━━━ DATA FOR ANALYSIS ━━━

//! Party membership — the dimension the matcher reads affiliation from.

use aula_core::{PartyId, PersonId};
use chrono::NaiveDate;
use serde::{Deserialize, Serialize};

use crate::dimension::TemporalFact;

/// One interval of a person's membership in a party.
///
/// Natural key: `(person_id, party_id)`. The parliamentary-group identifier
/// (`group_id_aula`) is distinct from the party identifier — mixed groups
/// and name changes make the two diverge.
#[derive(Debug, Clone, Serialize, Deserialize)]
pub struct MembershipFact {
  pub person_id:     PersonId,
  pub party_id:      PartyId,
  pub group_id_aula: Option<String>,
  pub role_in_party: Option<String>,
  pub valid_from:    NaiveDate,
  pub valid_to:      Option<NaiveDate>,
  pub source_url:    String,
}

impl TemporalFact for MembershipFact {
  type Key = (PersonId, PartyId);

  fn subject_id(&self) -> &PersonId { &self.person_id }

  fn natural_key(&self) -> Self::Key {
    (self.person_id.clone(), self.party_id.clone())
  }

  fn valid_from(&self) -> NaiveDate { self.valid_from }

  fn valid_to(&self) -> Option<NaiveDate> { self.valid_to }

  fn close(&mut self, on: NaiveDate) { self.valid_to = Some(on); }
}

━━━

Every record should be given again exactly.

//! Party membership — the dimension the matcher reads affiliation from.

use aula_core::{PartyId, PersonId};
use chrono::NaiveDate;
use serde::{Deserialize, Serialize};

use crate::dimension::TemporalFact;

/// One interval of a person's membership in a party.
///
/// Natural key: `(person_id, party_id)`. The parliamentary-group identifier
/// (`group_id_aula`) is distinct from the party identifier — mixed groups
/// and name changes make the two diverge.
#[derive(Debug, Clone, Serialize, Deserialize)]
pub struct MembershipFact {
  pub person_id:     PersonId,
  pub party_id:      PartyId,
  pub group_id_aula: Option<String>,
  pub role_in_party: Option<String>,
  pub valid_from:    NaiveDate,
  pub valid_to:      Option<NaiveDate>,
  pub source_url:    String,
}

impl TemporalFact for MembershipFact {
  type Key = (PersonId, PartyId);

  fn subject_id(&self) -> &PersonId { &self.person_id }

  fn natural_key(&self) -> Self::Key {
    (self.person_id.clone(), self.party_id.clone())
  }

  fn valid_from(&self) -> NaiveDate { self.valid_from }

  fn valid_to(&self) -> Option<NaiveDate> { self.valid_to }

  fn close(&mut self, on: NaiveDate) { self.valid_to = Some(on); }
}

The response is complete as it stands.